Während sich Verteidigungsminister Hans Peter Doskozil (SPÖ) und Innenminister Wolfgang Sobotka (ÖVP) in einem Wiener Nobelhotel zum Gespräch trafen, hat SPÖ-Parteichef Christian Kern offenbar keine allzu gute Gesprächsbasis mit den Schwarz/Türkisen mehr. So hieß es am Donnerstag aus Kreisen der ÖVP, dass es ernste Verhandlungen nur noch mit der FPÖ geben werde - außer die Sozialdemokraten tauschen ihren Chef aus. Die SPÖ selbst scheint zutiefst gespalten. Wie lange Kern sich noch an der Spitze hält, wagen nicht einmal seine Genossen zu sagen.
Ernsthafte Gespräche über eine Koalition seien mit dem SPÖ-Chef weder sinnvoll noch angebracht, zitiert der "Standard" am Donnerstag einen ÖVP-Parteiinsider. Kern habe seine Abneigung gegen Parteichef Sebastian Kurz zu offensichtlich gezeigt, heißt es weiter.
Sollte Bundespräsident Alexander Van der Bellen dem ÖVP-Chef den Auftrag zur Regierungsbildung erteilen, würde es nur dann Verhandlungen mit den Sozialdemokraten geben, wenn diese ihren Parteiobmann austauschen würden - und eventuell Verteidigungsminister Doskozil das Steuer übernehmen würde. Aber auch jeder andere sei recht - nur nicht Kern. Am Donnerstagabend wurde schließlich bekannt, dass Kurz von Van der Bellen am Freitag mit der Regierungsbildung beauftragt werden soll.

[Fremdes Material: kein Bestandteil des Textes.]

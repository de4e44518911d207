//! FEN parsing and serialization.

use std::fmt;
use std::str::FromStr;

use crate::bitboard::Bitboard;
use crate::board::Board;
use crate::castle_rights::CastleRights;
use crate::color::Color;
use crate::error::FenError;
use crate::piece::PieceKind;
use crate::square::{File, Rank, Square};

/// The FEN string for the standard starting position.
pub const STARTING_FEN: &str = "rnbqkbnr/pppppppp/8/8/8/8/PPPPPPPP/RNBQKBNR w KQkq - 0 1";

impl FromStr for Board {
    type Err = FenError;

    fn from_str(fen: &str) -> Result<Board, FenError> {
        let fields: Vec<&str> = fen.split_whitespace().collect();
        if fields.len() != 6 {
            return Err(FenError::WrongFieldCount { found: fields.len() });
        }

        let ranks: Vec<&str> = fields[0].split('/').collect();
        if ranks.len() != 8 {
            return Err(FenError::WrongRankCount { found: ranks.len() });
        }

        let mut pieces = [Bitboard::EMPTY; PieceKind::COUNT];
        let mut sides = [Bitboard::EMPTY; Color::COUNT];

        for (rank_index, rank_str) in ranks.iter().enumerate() {
            // FEN lists ranks top-down.
            let rank = Rank::from_index(7 - rank_index as u8)
                .expect("rank_index < 8 by construction");
            let mut file_index: u8 = 0;

            for c in rank_str.chars() {
                if let Some(skip) = c.to_digit(10) {
                    if !(1..=8).contains(&skip) {
                        return Err(FenError::InvalidPieceChar { character: c });
                    }
                    file_index += skip as u8;
                } else {
                    let kind = PieceKind::from_fen_char(c)
                        .ok_or(FenError::InvalidPieceChar { character: c })?;
                    let color = if c.is_ascii_uppercase() {
                        Color::White
                    } else {
                        Color::Black
                    };
                    let file = File::from_index(file_index).ok_or(FenError::BadRankLength {
                        rank: rank_index,
                        length: file_index as usize + 1,
                    })?;
                    let bb = Square::new(rank, file).bitboard();
                    pieces[kind.index()] |= bb;
                    sides[color.index()] |= bb;
                    file_index += 1;
                }
            }

            if file_index != 8 {
                return Err(FenError::BadRankLength {
                    rank: rank_index,
                    length: file_index as usize,
                });
            }
        }

        let side_to_move = match fields[1] {
            "w" => Color::White,
            "b" => Color::Black,
            other => {
                return Err(FenError::InvalidColor {
                    found: other.to_string(),
                });
            }
        };

        let castling = CastleRights::from_fen(fields[2])?;

        let en_passant = if fields[3] == "-" {
            None
        } else {
            Some(
                Square::from_algebraic(fields[3]).ok_or_else(|| FenError::InvalidEnPassant {
                    found: fields[3].to_string(),
                })?,
            )
        };

        let halfmove_clock =
            fields[4]
                .parse::<u16>()
                .map_err(|_| FenError::InvalidMoveCounter {
                    field: "halfmove clock",
                    found: fields[4].to_string(),
                })?;

        let fullmove_number =
            fields[5]
                .parse::<u16>()
                .map_err(|_| FenError::InvalidMoveCounter {
                    field: "fullmove number",
                    found: fields[5].to_string(),
                })?;

        let board = Board::from_parts(
            pieces,
            sides,
            side_to_move,
            castling,
            en_passant,
            halfmove_clock,
            fullmove_number,
        );
        board.validate()?;
        Ok(board)
    }
}

impl fmt::Display for Board {
    /// Serialize the position as a FEN string.
    fn fmt(&self, f: &mut fmt::Formatter<'_>) -> fmt::Result {
        for rank in (0u8..8).rev() {
            let mut empty_run = 0;
            for file in 0u8..8 {
                let sq = Square::new(
                    Rank::from_index(rank).expect("rank in range"),
                    File::from_index(file).expect("file in range"),
                );
                match (self.piece_on(sq), self.color_on(sq)) {
                    (Some(kind), Some(color)) => {
                        if empty_run > 0 {
                            write!(f, "{empty_run}")?;
                            empty_run = 0;
                        }
                        let c = match color {
                            Color::White => kind.fen_char().to_ascii_uppercase(),
                            Color::Black => kind.fen_char(),
                        };
                        write!(f, "{c}")?;
                    }
                    _ => empty_run += 1,
                }
            }
            if empty_run > 0 {
                write!(f, "{empty_run}")?;
            }
            if rank > 0 {
                write!(f, "/")?;
            }
        }

        write!(f, " {} {} ", self.side_to_move(), self.castling())?;
        match self.en_passant() {
            Some(sq) => write!(f, "{sq}")?,
            None => write!(f, "-")?,
        }
        write!(f, " {} {}", self.halfmove_clock(), self.fullmove_number())
    }
}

SPÖ uneins über Umgang mit FPÖ
Dass solche Aussagen den ohnehin schon tief sitzenden Keil in der SPÖ noch tiefer treiben könnten, liegt auf der Hand. So lehnt ja ein Teil der Partei nach wie vor eine Zusammenarbeit mit den Freiheitlichen strikt ab. Wiens Bürgermeister Michael Häupl warnte sogar dezidiert davor und zog sich damit den Unmut Kerns zu. Denn dem trauen viele Genossen zu, dass er einen Pakt mit der FPÖ schließt, um die Kanzlerschaft zu sichern.

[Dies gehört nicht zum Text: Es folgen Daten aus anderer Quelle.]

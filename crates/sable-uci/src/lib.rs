//! UCI protocol front-end for sable.

mod command;
mod engine;
mod error;

pub use command::{Command, GoParams, parse_command};
pub use engine::UciEngine;
pub use error::UciError;
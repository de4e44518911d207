use anyhow::Result;
use tracing::info;

fn main() -> Result<()> {
    // Log to stderr; stdout belongs to the UCI protocol.
    tracing_subscriber::fmt()
        .with_writer(std::io::stderr)
        .init();
    info!("sable starting");
    sable_uci::UciEngine::new().run()?;
    Ok(())
}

Dass es sehr wohl Gespräche mit der ÖVP gibt, dürfte spätestens seit dem Treffen von Doskozil und Innenminister Sobotka im Wiener Parkhotel Hyatt klar sein. Ein Geschäftsmann, der an einem Nebentisch unfreiwillig Zeuge des Treffens der beiden Minister war, berichtete der "Krone": "Sobotka diskutierte mit Doskozil, ob sie (gemeint sind SPÖ und ÖVP, Anm. d. Red.) wieder koalieren und Doskozil Vizekanzler werden will ... Doskozil zeigt sich nicht abgeneigt."

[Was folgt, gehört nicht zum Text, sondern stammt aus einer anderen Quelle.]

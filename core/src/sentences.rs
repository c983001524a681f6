use lazy_static::lazy_static;
use std::collections::HashSet;
use unicode_segmentation::UnicodeSegmentation;

lazy_static! {
    // Lower-cased, without the final period.
    static ref ABBREVIATIONS: HashSet<&'static str> = {
        let words: &[&str] = &[
            "mr","mrs","ms","dr","prof","sr","jr","st","mt","ft","rev","gen","col","capt","lt","sgt","gov","sen","rep","hon",
            "vs","e.g","i.e","cf","approx","vol","fig","ch","sec","pp",
            "jan","feb","mar","apr","jun","jul","aug","sep","sept","oct","nov","dec",
            "inc","ltd","co","corp","dept","univ","ave","blvd","rd",
            "a.m","p.m","u.s","u.k","d.c",
        ];
        words.iter().copied().collect()
    };
}

/// Split text into sentences: line breaks separate passages, and each passage
/// is cut on Unicode sentence boundaries. A boundary right after a known
/// abbreviation or an initial ("Mr.", "St.", "J.") is not a sentence end.
/// Sentences come back trimmed and in order of appearance.
pub fn split_sentences(text: &str) -> Vec<String> {
    let mut sentences = Vec::new();
    for passage in text.lines() {
        let mut pending = String::new();
        for segment in passage.unicode_sentences() {
            pending.push_str(segment);
            if ends_with_abbreviation(pending.trim_end()) { continue; }
            push_trimmed(&mut sentences, &pending);
            pending.clear();
        }
        push_trimmed(&mut sentences, &pending);
    }
    sentences
}

fn push_trimmed(sentences: &mut Vec<String>, s: &str) {
    let s = s.trim();
    if !s.is_empty() { sentences.push(s.to_string()); }
}

fn ends_with_abbreviation(segment: &str) -> bool {
    let Some(last) = segment.split_whitespace().last() else { return false };
    let Some(word) = last.strip_suffix('.') else { return false };
    let word = word.trim_start_matches(|c: char| !c.is_alphanumeric()).to_lowercase();
    let mut chars = word.chars();
    let initial = matches!((chars.next(), chars.next()), (Some(c), None) if c.is_alphabetic());
    initial || ABBREVIATIONS.contains(word.as_str())
}
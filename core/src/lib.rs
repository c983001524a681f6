pub mod corpus;
pub mod engine;
pub mod error;
pub mod idf;
pub mod rank;
pub mod sentences;
pub mod tokenizer;

use std::collections::BTreeSet;

pub use corpus::Corpus;
pub use engine::{Answer, QaEngine, RankConfig};
pub use error::{QaError, Result};
pub use idf::{compute_idfs, IdfTable};
pub use rank::{rank_files, rank_sentences, top_files, top_sentences, ScoredFile, ScoredSentence};

/// A normalized token: lower-cased, never punctuation, never a stopword.
pub type Term = String;

/// Terms of one text unit (document or sentence) in their original order.
pub type TermSequence = Vec<Term>;

/// Unique query terms. Ordered so that score accumulation is reproducible.
pub type Query = BTreeSet<Term>;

ÖGB-Chef: "Sind immer gesprächsbereit"
ÖGB-Chef Erich Foglar gab sich am Donnerstagabend in der "ZiB 2" gelassen, was mögliche Koalitionsvarianten angeht. "Der ÖGB ist immer gesprächsbereit", sagte Foglar, angesprochen auf etwaige Reformen bei den Sozialpartnern - ein Punkt, mit dem die ÖVP, aber auch die FPÖ im Wahlkampf geworben hatte.
Einer Abschaffung der Pflichtmitgliedschaft bzw. des Kammerzwanges erteilte Foglar allerdings eine klare Absage: "Man muss bedenken, dass diese Strukturen auch an die bestehenden Kollektivverträge gebunden sind. Bei einer Abschaffung der Kollektivverträge könnten die Arbeitsbedingungen einseitig verschlechtert werden - und das kann ja wohl kaum im Sinne der Arbeitnehmer sein."